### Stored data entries

◆ ◆ ◆ ◆ ◆

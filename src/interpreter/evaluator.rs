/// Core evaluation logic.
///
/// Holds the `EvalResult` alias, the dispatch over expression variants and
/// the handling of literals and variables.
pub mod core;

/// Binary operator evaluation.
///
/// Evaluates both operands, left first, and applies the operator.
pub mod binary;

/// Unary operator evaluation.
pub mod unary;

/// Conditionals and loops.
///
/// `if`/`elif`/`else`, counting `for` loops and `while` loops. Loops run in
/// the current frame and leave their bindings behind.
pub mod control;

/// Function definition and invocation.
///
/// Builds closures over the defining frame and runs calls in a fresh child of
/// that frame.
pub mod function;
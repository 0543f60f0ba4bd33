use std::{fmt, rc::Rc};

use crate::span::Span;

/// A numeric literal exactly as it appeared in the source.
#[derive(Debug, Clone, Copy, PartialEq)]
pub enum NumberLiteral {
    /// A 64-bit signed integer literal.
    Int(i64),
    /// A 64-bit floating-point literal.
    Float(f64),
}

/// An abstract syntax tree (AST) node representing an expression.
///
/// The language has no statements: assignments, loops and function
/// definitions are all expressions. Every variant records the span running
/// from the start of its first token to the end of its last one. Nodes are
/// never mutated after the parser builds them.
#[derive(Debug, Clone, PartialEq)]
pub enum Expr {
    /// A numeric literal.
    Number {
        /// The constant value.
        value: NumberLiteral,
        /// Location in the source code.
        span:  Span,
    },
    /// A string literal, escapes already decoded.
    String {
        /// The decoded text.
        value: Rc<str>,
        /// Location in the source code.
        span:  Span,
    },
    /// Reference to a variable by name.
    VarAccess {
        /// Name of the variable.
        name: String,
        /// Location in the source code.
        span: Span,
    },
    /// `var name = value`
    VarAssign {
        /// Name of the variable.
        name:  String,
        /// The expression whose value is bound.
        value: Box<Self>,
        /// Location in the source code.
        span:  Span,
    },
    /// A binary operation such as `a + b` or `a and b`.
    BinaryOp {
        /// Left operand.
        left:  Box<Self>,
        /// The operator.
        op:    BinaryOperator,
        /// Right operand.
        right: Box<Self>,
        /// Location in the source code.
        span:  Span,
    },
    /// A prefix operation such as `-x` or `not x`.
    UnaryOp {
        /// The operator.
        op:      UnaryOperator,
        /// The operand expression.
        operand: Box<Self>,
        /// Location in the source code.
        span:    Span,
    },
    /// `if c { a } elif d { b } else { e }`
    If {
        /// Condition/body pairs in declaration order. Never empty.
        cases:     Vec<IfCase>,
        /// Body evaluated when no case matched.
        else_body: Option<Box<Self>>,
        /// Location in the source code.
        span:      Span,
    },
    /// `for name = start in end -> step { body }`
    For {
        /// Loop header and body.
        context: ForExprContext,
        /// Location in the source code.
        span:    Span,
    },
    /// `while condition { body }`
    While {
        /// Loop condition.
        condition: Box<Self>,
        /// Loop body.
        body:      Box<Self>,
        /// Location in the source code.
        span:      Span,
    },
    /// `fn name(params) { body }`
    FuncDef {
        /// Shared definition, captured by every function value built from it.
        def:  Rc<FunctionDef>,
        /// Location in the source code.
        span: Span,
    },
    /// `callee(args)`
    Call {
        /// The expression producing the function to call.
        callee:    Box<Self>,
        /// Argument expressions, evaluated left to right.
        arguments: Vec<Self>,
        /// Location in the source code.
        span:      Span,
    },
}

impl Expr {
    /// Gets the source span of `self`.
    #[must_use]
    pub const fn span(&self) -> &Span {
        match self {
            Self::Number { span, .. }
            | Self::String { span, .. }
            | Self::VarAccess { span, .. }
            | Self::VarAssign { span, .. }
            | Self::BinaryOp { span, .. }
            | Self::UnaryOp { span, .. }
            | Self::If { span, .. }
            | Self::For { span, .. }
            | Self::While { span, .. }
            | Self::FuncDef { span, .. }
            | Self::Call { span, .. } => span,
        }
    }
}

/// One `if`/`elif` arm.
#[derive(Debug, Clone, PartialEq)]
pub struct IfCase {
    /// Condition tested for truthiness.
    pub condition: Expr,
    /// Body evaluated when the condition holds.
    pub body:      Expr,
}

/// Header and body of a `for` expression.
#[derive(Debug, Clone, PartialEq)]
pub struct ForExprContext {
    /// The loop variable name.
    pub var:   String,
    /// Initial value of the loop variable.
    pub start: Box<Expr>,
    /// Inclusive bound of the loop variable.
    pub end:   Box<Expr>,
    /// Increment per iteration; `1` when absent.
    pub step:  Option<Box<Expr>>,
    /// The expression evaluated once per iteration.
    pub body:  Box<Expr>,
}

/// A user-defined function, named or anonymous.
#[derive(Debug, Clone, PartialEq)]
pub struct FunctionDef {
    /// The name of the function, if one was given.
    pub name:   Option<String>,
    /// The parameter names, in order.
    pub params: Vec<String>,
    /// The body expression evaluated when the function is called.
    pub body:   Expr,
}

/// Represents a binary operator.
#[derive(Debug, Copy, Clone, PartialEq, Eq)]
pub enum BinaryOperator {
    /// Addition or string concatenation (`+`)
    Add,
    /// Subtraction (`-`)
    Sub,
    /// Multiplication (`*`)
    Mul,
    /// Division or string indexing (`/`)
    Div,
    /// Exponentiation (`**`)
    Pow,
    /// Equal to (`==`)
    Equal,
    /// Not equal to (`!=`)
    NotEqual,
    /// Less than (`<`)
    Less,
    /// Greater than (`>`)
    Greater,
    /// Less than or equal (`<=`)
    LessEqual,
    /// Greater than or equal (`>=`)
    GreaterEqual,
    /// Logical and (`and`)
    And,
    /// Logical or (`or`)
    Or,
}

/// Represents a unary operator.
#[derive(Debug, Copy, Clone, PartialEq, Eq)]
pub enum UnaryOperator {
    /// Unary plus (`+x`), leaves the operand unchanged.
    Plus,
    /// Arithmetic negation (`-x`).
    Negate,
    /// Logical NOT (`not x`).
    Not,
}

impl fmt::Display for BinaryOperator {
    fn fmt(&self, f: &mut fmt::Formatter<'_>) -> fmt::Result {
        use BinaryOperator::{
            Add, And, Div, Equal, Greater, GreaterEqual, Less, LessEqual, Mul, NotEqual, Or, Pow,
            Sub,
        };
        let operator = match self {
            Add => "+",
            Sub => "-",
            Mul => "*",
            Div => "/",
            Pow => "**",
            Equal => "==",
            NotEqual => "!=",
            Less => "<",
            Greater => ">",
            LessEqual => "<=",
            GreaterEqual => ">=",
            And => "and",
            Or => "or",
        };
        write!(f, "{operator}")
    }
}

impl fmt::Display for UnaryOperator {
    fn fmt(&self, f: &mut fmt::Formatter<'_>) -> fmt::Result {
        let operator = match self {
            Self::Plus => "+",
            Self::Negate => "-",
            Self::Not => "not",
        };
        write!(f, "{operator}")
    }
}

◆ ◆ ◆ ◆ ◆

### Prompt
Please report every line in the entries above that holds the string "NumberLiteral".

### The completed task
pub enum NumberLiteral {
        value: NumberLiteral,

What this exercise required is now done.